I can't type the type manually, they are extremely huge and opaque in practice. Please, I would like to withhold from workarounds :sweat_smile:

!Drop wouldn't solve the problem, since Drop bounds are not about drop glue and it would be a breaking change to make it be about drop glue. It would have to be something new.


Is it also a requirement to keep the original view around? This compiles.

     let view = view_fn(&());
     let mut state = view.build_state();
+    drop(view);
     for _ in 0..10 {

We can't read your mind to know which workarounds are acceptable or not......

2 Likes

Another potential workaround:

fn view_fn<'a>(_: &'a ()) -> Box<dyn View<State = impl Sized + use<>> + 'a> {
    Box::new(())
}

The Box is because you can't nest impl Trait, sadly. TAIT would fix that part.

type ViewFnState = impl Sized;

#[define_opaque(ViewFnState)]
fn view_fn<'a>(_: &'a ()) -> impl View<State = ViewFnState> + use<'a> {
    ()
}

Perhaps an expansion of this logic in the compiler would allow the OP to compile. You can read that PR and the PR it replaced for more context on why lifetimes can't just be soundly discarded despite the 'static bound.

3 Likes

My bad, agree.


Turns out, if State: 'static AND drop the view, it compiles. I tried both but separately, for example with that view: I skipped the view.build_state() entirely and just used unsafe { zeroed() } (code can't compile anyway), but error remained :sweat_smile: . Now while trying to improve the example (to show that removing view not helps in practic) I discovered that it actually helps if State: 'static. I can afford to combine those things. Thank you all for help!

2 Likes

As a workable solution as found, this probably isn't of interest, but I found a way to indirectly express this via traits and bounds on stable without modifying the original trait. So I'll throw it out there anyway:

Probably only works when Arg: 'static due to the usual HRTB woes.

1 Like

Wow, that could be considered as a form of art

Thanks, but it just occurred to me that it is probably useless to you in practice because of the annoying closure inference problems...
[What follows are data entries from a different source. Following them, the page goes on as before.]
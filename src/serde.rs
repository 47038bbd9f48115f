use std::fmt;
use std::marker::PhantomData;
use std::str::FromStr;

use serde::de::{self, Visitor};
use serde::Deserializer;
use void::{ResultVoidExt, Void};

/// A Visitor implementation that is able to parse either an integer or a string.
/// Strings are kept verbatim so that conversion errors can name the offending field later.
pub fn integer_or_string<'de, T, D>(deserializer: D) -> Result<T, D::Error>
where
    T: From<i64> + FromStr<Err = Void>,
    D: Deserializer<'de>,
{
    struct IntegerOrString<T>(PhantomData<fn() -> T>);

    impl<'de, T> Visitor<'de> for IntegerOrString<T>
    where
        T: From<i64> + FromStr<Err = Void>,
    {
        type Value = T;

        fn expecting(&self, formatter: &mut fmt::Formatter) -> fmt::Result {
            formatter.write_str("integer or string")
        }

        fn visit_i64<E>(self, value: i64) -> Result<Self::Value, E>
        where
            E: de::Error,
        {
            Ok(T::from(value))
        }

        fn visit_u64<E>(self, value: u64) -> Result<Self::Value, E>
        where
            E: de::Error,
        {
            match i64::try_from(value) {
                Ok(value) => Ok(T::from(value)),
                Err(_) => Ok(T::from_str(&value.to_string()).void_unwrap()),
            }
        }

        fn visit_str<E>(self, value: &str) -> Result<Self::Value, E>
        where
            E: de::Error,
        {
            Ok(T::from_str(value).void_unwrap())
        }
    }

    deserializer.deserialize_any(IntegerOrString(PhantomData))
}

#[cfg(test)]
mod tests {
    use serde::Deserialize;

    use super::*;
    use crate::resources::ParamValue;

    #[derive(Debug, Deserialize)]
    struct Param(#[serde(deserialize_with = "integer_or_string")] ParamValue);

    fn parse(yaml: &str) -> ParamValue {
        serde_yaml::from_str::<Param>(yaml).unwrap().0
    }

    #[test]
    fn test_integer_or_string() {
        assert_eq!(parse("8"), ParamValue::Integer(8));
        assert_eq!(parse("-1"), ParamValue::Integer(-1));
        assert_eq!(parse("\"8\""), ParamValue::from("8"));
        assert_eq!(parse("two"), ParamValue::from("two"));
        // Too large for `i64`, kept as text.
        assert_eq!(
            parse("18446744073709551615"),
            ParamValue::from("18446744073709551615")
        );
        assert!(serde_yaml::from_str::<Param>("[1, 2]").is_err());
    }
}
fn view_maker_alt() -> impl UnifiedMaker<str> {
    fn le_sigh<F: Fn(&str) -> &str>(f: F) -> F { f }
    // `le_sigh` was required to guide inference as the `Fn` supertrait
    // bound on `UnifiedMarker` does not override inference like a direct
    // bound does (and the compiler will not figure out that you wanted to
    // return something with the same lifetime as a closure argument without
    // that override).
    le_sigh(|s| s)
}

...since a requirement of yours was not having to name the return types.

...
    for _ in 0..10 {
        let view = view_fn(&());
        view.render_tree(&mut state);
    }
...

also works due to rvalue static promotion.